Massachusetts State Rep. Mike Moran hosted an open meeting on the mandatory redistricting of House, Senate, Governor's Council and Congressional district boundaries last night at the .
“Redistricting is done every 10 years by our legislators and has been criticized for not being open and transparent in the past,” said Moran to a handful of residents who learned about the redistricting process last night. “One of our goals is to open the process.”
Framingham resident Laura Medrano said she came to the meeting, because she wanted to hear about the process.
“I wanted to know how it is going to work,” Medrano said. “We are looking forward to a process that is more forward and transparent.”
“We are coming out to cities and towns at public hearings in the next few months,” Moran added. “We are getting a dialogue going.”
Dates and times for the 12 public hearings around the Commonwealth to solicit testimony from the public on the redistricting process can be found on the state's website: www.malegislature.gov/redistricting.
Videos of the 12 scheduled public hearings will also be available on the website for residents who cannot make any of the hearings.
Moran, along with state rep. Chris Walsh, said the state will be losing one district, according to the U.S. Census Bureau numbers for 2010.
Massachusetts will go from 10 congressional representatives to nine by 2012, Moran said.

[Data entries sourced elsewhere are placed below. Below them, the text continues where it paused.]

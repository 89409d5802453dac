//! Play-style classification
//!
//! Summarizes a whole history into one label by averaging allocation
//! shares over every played turn. Instruments are grouped into three
//! roles (aggressive, indexed, stable); a role's share is the sum of its
//! instruments' shares.
//!
//! Rules, first match wins:
//!
//! ```text
//! aggressive mean >= 60  → HighRiskHighReturn
//! indexed mean    >= 50  → LowVolatilityIndexed
//! stable mean     >= 60  → Conservative
//! otherwise              → Balanced
//! ```

use serde::{Deserialize, Serialize};
use std::fmt;

use crate::models::instrument::{InstrumentBook, Strategy};
use crate::models::{Allocation, HistoryEntry};

/// Mean aggressive share that marks a high-risk player
pub const AGGRESSIVE_THRESHOLD: f64 = 60.0;

/// Mean indexed share that marks an index investor
pub const INDEXED_THRESHOLD: f64 = 50.0;

/// Mean stable share that marks a conservative player
pub const STABLE_THRESHOLD: f64 = 60.0;

/// Narrative classification of a player's allocation behavior
#[derive(Debug, Clone, Copy, PartialEq, Eq, Hash, Serialize, Deserialize)]
#[serde(rename_all = "snake_case")]
pub enum PlayStyle {
    /// No played turns to judge
    InsufficientData,
    HighRiskHighReturn,
    LowVolatilityIndexed,
    Conservative,
    Balanced,
}

impl PlayStyle {
    /// Short English label
    pub fn label(&self) -> &'static str {
        match self {
            PlayStyle::InsufficientData => "Not enough data",
            PlayStyle::HighRiskHighReturn => "High risk, high return",
            PlayStyle::LowVolatilityIndexed => "Low volatility, indexed",
            PlayStyle::Conservative => "Conservative",
            PlayStyle::Balanced => "Balanced and diversified",
        }
    }
}

impl fmt::Display for PlayStyle {
    fn fmt(&self, f: &mut fmt::Formatter<'_>) -> fmt::Result {
        f.write_str(self.label())
    }
}

/// Maps instruments to roles and classifies histories
#[derive(Debug, Clone, PartialEq, Serialize, Deserialize)]
pub struct StyleClassifier {
    pub aggressive: Vec<String>,
    pub indexed: Vec<String>,
    pub stable: Vec<String>,
}

impl Default for StyleClassifier {
    /// Roles of the starting funds: C aggressive, B indexed, A stable
    fn default() -> Self {
        Self {
            aggressive: vec!["C".to_string()],
            indexed: vec!["B".to_string()],
            stable: vec!["A".to_string()],
        }
    }
}

impl StyleClassifier {
    /// Derive roles from instrument strategies
    ///
    /// Region instruments have no role and never push a history toward
    /// any rule.
    pub fn from_book(instruments: &InstrumentBook) -> Self {
        let ids_with = |strategy: Strategy| -> Vec<String> {
            instruments
                .values()
                .filter(|instrument| instrument.strategy() == strategy)
                .map(|instrument| instrument.id.clone())
                .collect()
        };

        Self {
            aggressive: ids_with(Strategy::Aggressive),
            indexed: ids_with(Strategy::Balanced),
            stable: ids_with(Strategy::Stable),
        }
    }

    /// Classify a history
    ///
    /// The initial snapshot and any entry without an allocation are
    /// ignored.
    ///
    /// # Example
    /// ```
    /// use portfolio_sim_core_rs::style::{PlayStyle, StyleClassifier};
    /// use portfolio_sim_core_rs::{Allocation, HistoryEntry};
    ///
    /// let classifier = StyleClassifier::default();
    /// let history = vec![
    ///     HistoryEntry::initial(1_000_000),
    ///     HistoryEntry::played(1, 1_100_000, Allocation::from([("B", 30.0), ("C", 70.0)])),
    /// ];
    ///
    /// assert_eq!(classifier.classify(&history), PlayStyle::HighRiskHighReturn);
    /// ```
    pub fn classify(&self, history: &[HistoryEntry]) -> PlayStyle {
        let played: Vec<&Allocation> = history
            .iter()
            .filter(|entry| entry.turn > 0)
            .filter_map(|entry| entry.allocations.as_ref())
            .collect();

        if played.is_empty() {
            return PlayStyle::InsufficientData;
        }

        let mean = |ids: &[String]| -> f64 {
            let total: f64 = played
                .iter()
                .map(|allocation| ids.iter().map(|id| allocation.share(id)).sum::<f64>())
                .sum();
            total / played.len() as f64
        };

        if mean(&self.aggressive) >= AGGRESSIVE_THRESHOLD {
            PlayStyle::HighRiskHighReturn
        } else if mean(&self.indexed) >= INDEXED_THRESHOLD {
            PlayStyle::LowVolatilityIndexed
        } else if mean(&self.stable) >= STABLE_THRESHOLD {
            PlayStyle::Conservative
        } else {
            PlayStyle::Balanced
        }
    }
}

/// Classify a fund history with the default roles
pub fn classify_style(history: &[HistoryEntry]) -> PlayStyle {
    StyleClassifier::default().classify(history)
}

#[cfg(test)]
mod tests {
    use super::*;
    use crate::models::instrument::{fund_instruments, region_instruments};

    fn history_of(allocations: &[Allocation]) -> Vec<HistoryEntry> {
        let mut history = vec![HistoryEntry::initial(1_000_000)];
        for (i, allocation) in allocations.iter().enumerate() {
            history.push(HistoryEntry::played(i as u32 + 1, 1_000_000, allocation.clone()));
        }
        history
    }

    #[test]
    fn test_only_initial_entry_is_insufficient() {
        assert_eq!(
            classify_style(&[HistoryEntry::initial(1_000_000)]),
            PlayStyle::InsufficientData
        );
        assert_eq!(classify_style(&[]), PlayStyle::InsufficientData);
    }

    #[test]
    fn test_rule_precedence() {
        let indexed = history_of(&[Allocation::from([("B", 60.0), ("A", 40.0)])]);
        assert_eq!(classify_style(&indexed), PlayStyle::LowVolatilityIndexed);

        let conservative = history_of(&[Allocation::from([("A", 70.0), ("B", 30.0)])]);
        assert_eq!(classify_style(&conservative), PlayStyle::Conservative);

        let balanced = history_of(&[Allocation::from([("A", 34.0), ("B", 33.0), ("C", 33.0)])]);
        assert_eq!(classify_style(&balanced), PlayStyle::Balanced);
    }

    #[test]
    fn test_mean_across_turns_with_missing_keys() {
        // C: (100 + 0 + 80) / 3 = 60
        let history = history_of(&[
            Allocation::all_in("C"),
            Allocation::all_in("A"),
            Allocation::from([("C", 80.0), ("A", 20.0)]),
        ]);
        assert_eq!(classify_style(&history), PlayStyle::HighRiskHighReturn);
    }

    #[test]
    fn test_roles_from_book() {
        let classifier = StyleClassifier::from_book(&fund_instruments());
        assert_eq!(classifier, StyleClassifier::default());

        let regions = StyleClassifier::from_book(&region_instruments());
        assert!(regions.aggressive.is_empty());
        let history = history_of(&[Allocation::all_in("asia")]);
        assert_eq!(regions.classify(&history), PlayStyle::Balanced);
    }
}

Each congressional seat will represent an additional 95,000 residents by 2012, which would mean a legislator would represent 727,514 people.
“There was not much surprise with the census numbers,” said Moran, the co-chair of the Special Joint Committee on Redistricting.
The state saw a 3.1 percentage growth in population, where Framingham saw a 2.1 percentage increase in population, according to the U.S. Census Bureau.
Framingham population in the 2010 U.S. Census is listed as 68,318, which is up 1,408 people, from the previous census numbers, 66,910 people.
Moran explained that Congress will not lose any of its 435 seats but there will be a re-appropriation of seats in each state according to several factors, including school districts, zip codes, and watersheds.
Resident Tom Tierney said he cares about redistricting and the [legislators] in charge of the election laws.
Tierney asked about when legislators draw individual precinct boundaries.
“The way we have done it in the past,” Moran said. “We will be redoing the precincts by the end of June. Cities and towns work from the Census Bureau numbers to create the precincts.”
Resident and Framingham Public Access volunteer Norma Shulman was also concerned with precincts changing.
“House districts should not be wavy or muddy,” Shulman said. “It’s complex for people to understand.”
Shulman said she used to live in precinct 3 and was part of Natick’s House district, but there was no convenient way to get to Natick.
Moran said Framingham is too big to have just one representative but not big enough for two representatives just for Framingham.
“The way Framingham lies on a map is in a tough geographical spot,” Moran said.